Sunday, June 8, 2008

Technological Singularity: Warning in disguise? - [Part 1]

I was recently reading about technological singularity that a lot of who's-who in the field of AI/Robotics (Ray Kurzweil, Hans Moravec, Vernor Vinge etc.) are talking about. The June'08 IEEE Spectrum runs a special feature on this called "Rapture of the Geeks". Reading through the articles (and also having read Ray Kurzweil's The Singularity is near) i have a few questions on some of the predictions that futurists are making. I am trying to get feedback on these issues from some well known folks in the field and will post them as and when they become available.

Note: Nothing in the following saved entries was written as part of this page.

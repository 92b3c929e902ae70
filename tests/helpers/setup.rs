use chrono::{Duration, Utc};
use passgate_api::Application;
use passgate_domain::{Event, Member, Role, ID};
use passgate_infra::PassgateContext;

pub struct TestApp {
    pub address: String,
    pub ctx: PassgateContext,
    pub client: reqwest::Client,
}

impl TestApp {
    pub fn url(&self, path: &str) -> String {
        format!("{}/api/v1{}", self.address, path)
    }

    pub async fn insert_event(&self, max_participants: u32, pass_required: bool) -> Event {
        let start_time = Utc::now() + Duration::days(3);
        let event = Event {
            id: ID::new(),
            club_id: ID::new(),
            name: "Board games".into(),
            location: "Main hall".into(),
            start_time,
            end_time: Some(start_time + Duration::hours(2)),
            registration_deadline: start_time - Duration::days(1),
            max_participants,
            expected_participants: 0,
            allowed_roles: vec![Role::new("student")],
            subscription_required: false,
            gating_channels: Vec::new(),
            pass_required,
        };
        self.ctx
            .repos
            .events
            .insert(&event)
            .await
            .expect("To insert event");
        event
    }

    pub async fn insert_member(&self, id: i64, role: &str) -> Member {
        let member = Member::new(id, format!("Member {}", id), Role::new(role));
        self.ctx
            .repos
            .members
            .save(&member)
            .await
            .expect("To insert member");
        member
    }
}

// Launch the application as a background task
pub async fn spawn_app() -> TestApp {
    let mut ctx = PassgateContext::create_inmemory();
    ctx.config.port = 0; // Random port
    ctx.config.baseline_roles = vec![Role::new("student")];

    let application = Application::new(ctx.clone())
        .await
        .expect("Failed to build application.");

    let address = format!("http://127.0.0.1:{}", application.port());
    let _ = tokio::spawn(async move {
        application
            .start()
            .await
            .expect("Expected application to start");
    });

    TestApp {
        address,
        ctx,
        client: reqwest::Client::new(),
    }
}
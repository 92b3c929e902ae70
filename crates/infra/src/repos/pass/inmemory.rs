use super::IPassRepo;
use crate::repos::shared::inmemory_repo::*;
use chrono::{DateTime, Utc};
use passgate_domain::{Pass, PassStatus, ID};

pub struct InMemoryPassRepo {
    passes: std::sync::Mutex<Vec<Pass>>,
}

impl InMemoryPassRepo {
    pub fn new() -> Self {
        Self {
            passes: std::sync::Mutex::new(Vec::new()),
        }
    }
}

#[async_trait::async_trait]
impl IPassRepo for InMemoryPassRepo {
    async fn insert_if_absent(&self, pass: &Pass) -> anyhow::Result<bool> {
        let mut passes = lock(&self.passes);
        if passes
            .iter()
            .any(|p| p.event_id == pass.event_id && p.user_id == pass.user_id)
        {
            return Ok(false);
        }
        passes.push(pass.clone());
        Ok(true)
    }

    async fn find(&self, pass_id: &ID) -> anyhow::Result<Option<Pass>> {
        Ok(find(pass_id, &self.passes))
    }

    async fn find_active(&self, event_id: &ID, user_id: i64) -> anyhow::Result<Option<Pass>> {
        Ok(
            find_by(&self.passes, |p| p.event_id == *event_id && p.user_id == user_id)
                .into_iter()
                .next(),
        )
    }

    async fn find_due_unsent(&self, now: DateTime<Utc>) -> anyhow::Result<Vec<Pass>> {
        let mut due = find_by(&self.passes, |p| p.is_due(now));
        due.sort_by_key(|p| p.scheduled_at);
        Ok(due)
    }

    async fn mark_sent(
        &self,
        pass_ids: &[ID],
        sent_at: DateTime<Utc>,
        email_sent: bool,
        chat_sent: bool,
    ) -> anyhow::Result<()> {
        update_many(
            &self.passes,
            |p| pass_ids.contains(&p.id),
            |p| p.mark_sent(sent_at, email_sent, chat_sent),
        );
        Ok(())
    }

    async fn delete_pending(&self, event_id: &ID, user_id: i64) -> anyhow::Result<Option<Pass>> {
        Ok(find_and_delete_by(&self.passes, |p| {
            p.event_id == *event_id && p.user_id == user_id && p.status == PassStatus::Pending
        })
        .into_iter()
        .next())
    }
}
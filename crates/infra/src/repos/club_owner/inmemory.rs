use super::IClubOwnerRepo;
use crate::repos::shared::inmemory_repo::*;
use passgate_domain::{ClubOwner, ID};

pub struct InMemoryClubOwnerRepo {
    owners: std::sync::Mutex<Vec<ClubOwner>>,
}

impl InMemoryClubOwnerRepo {
    pub fn new() -> Self {
        Self {
            owners: std::sync::Mutex::new(Vec::new()),
        }
    }
}

#[async_trait::async_trait]
impl IClubOwnerRepo for InMemoryClubOwnerRepo {
    async fn insert(&self, owner: &ClubOwner) -> anyhow::Result<()> {
        insert(owner, &self.owners);
        Ok(())
    }

    async fn find_by_club(&self, club_id: &ID) -> anyhow::Result<Vec<ClubOwner>> {
        Ok(find_by(&self.owners, |o| o.club_id == *club_id))
    }

    async fn find_all(&self) -> anyhow::Result<Vec<ClubOwner>> {
        Ok(find_by(&self.owners, |_| true))
    }
}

  • One popular view of technological singularity predicts that machine intelligence will surpass human intelligence in the next few decades and we will have machines building more intelligent machines presumably not under human control. This means that humans would have succeeded in building something which can replace us at the top of the intelligent species list. If this is indeed true, then wouldnt it make human existence meaningless and eventually result in our extinction? Or worse, we may end up being pets to a superior intelligent species :) . My point
    is, if humans are smart, why would they let this happen?
  • Ray Kurzweil predicts that singularity is just 3-4 decades away. He builds up his arguments based on the technological revolutions in Genetics, Nanotechnology and robotics. Innovations in these areas may help us build machines smarter than ourselves but they all would lack the consciousness that sets humans apart. Thus they can all be efficient than us but presumably not "street smarter" than us. Some scientists also predict that we will be eventually able to give our consciousness to these machines. But what would that help us achieve? Will it will help us better our own lives or extinct us?
  • Assume that the singularity does eventually happen, what makes us feel that we will be able to build a set of guiding principles under which our intelligent innovations will work? And why would those conscious intelligent beings follow our guidelines instead of inventing their own efficient guidelines? Isn't this similar to humans having children, children growing up and then deciding themselves on whats right and wrong? The only difference here being that these android offsprings would be far more capable (and lethal) than human children.
  • The final question is, if our technological progress is indeed pointing towards a singularity, then should we take it as a sign of progress or a warning for our future?